## Input for this task:
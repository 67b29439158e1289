// declcheck: validate variable declarations and report the first error

use std::io::{self, BufRead, Write};
use std::process::ExitCode;

use crossterm::{
    execute,
    terminal::{disable_raw_mode, enable_raw_mode, EnterAlternateScreen, LeaveAlternateScreen},
};
use ratatui::{backend::CrosstermBackend, Terminal};
use tracing::{error, info};
use tracing_subscriber::{fmt, prelude::*, EnvFilter};

use declcheck::config::{usage, Config, ConfigError};
use declcheck::scanner::{AnalysisResult, DeclarationScanner};
use declcheck::ui::App;
use declcheck::{report, source};

fn main() -> ExitCode {
    // Logs go to stderr so they never mix with the report on stdout
    tracing_subscriber::registry()
        .with(fmt::layer().with_writer(io::stderr))
        .with(EnvFilter::try_from_default_env().unwrap_or_else(|_| EnvFilter::new("warn")))
        .init();

    let args: Vec<String> = std::env::args().collect();
    let program_name = args.first().map(|s| s.as_str()).unwrap_or("declcheck");

    let config = match Config::from_args(args.iter().skip(1).cloned()) {
        Ok(config) => config,
        Err(ConfigError::HelpRequested) => {
            println!("{}", usage(program_name));
            return ExitCode::SUCCESS;
        }
        Err(e) => {
            eprintln!("Error: {}", e);
            eprintln!();
            eprintln!("{}", usage(program_name));
            return ExitCode::from(2);
        }
    };

    match run(&config) {
        Ok(true) => ExitCode::SUCCESS,
        Ok(false) => ExitCode::from(1),
        Err(e) => {
            error!(error = %e, "declcheck failed");
            eprintln!("Error: {}", e);
            ExitCode::from(1)
        }
    }
}

/// Scan, report, and optionally view. Returns whether the scan succeeded.
fn run(config: &Config) -> Result<bool, Box<dyn std::error::Error>> {
    info!(input = %config.input.display(), "scanning");
    let mut scanner = DeclarationScanner::new();
    let (text, result) = source::analyze_file(&mut scanner, &config.input);

    report::emit(&result, &config.output)?;

    if config.view {
        match text {
            Some(text) => view(text, result.clone())?,
            None => eprintln!("Nothing to view: the input could not be read."),
        }
    }

    if config.pause {
        pause()?;
    }

    Ok(result.is_success())
}

fn view(text: String, result: AnalysisResult) -> Result<(), Box<dyn std::error::Error>> {
    enable_raw_mode()?;
    let mut stdout = io::stdout();
    execute!(stdout, EnterAlternateScreen)?;
    let backend = CrosstermBackend::new(stdout);
    let mut terminal = Terminal::new(backend)?;

    let mut app = App::new(text, result);
    let res = app.run(&mut terminal);

    // Restore terminal
    disable_raw_mode()?;
    execute!(terminal.backend_mut(), LeaveAlternateScreen)?;
    terminal.show_cursor()?;

    res?;
    Ok(())
}

fn pause() -> io::Result<()> {
    let mut stdout = io::stdout();
    write!(stdout, "\nPress Enter to exit...")?;
    stdout.flush()?;
    let mut line = String::new();
    io::stdin().lock().read_line(&mut line)?;
    Ok(())
}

## What is expected:
Starting at the line that contains "let mut line = String::new();", output every remaining line of the data exactly, and stop after the last one.

## Final answer:
    let mut line = String::new();
    io::stdin().lock().read_line(&mut line)?;
    Ok(())
}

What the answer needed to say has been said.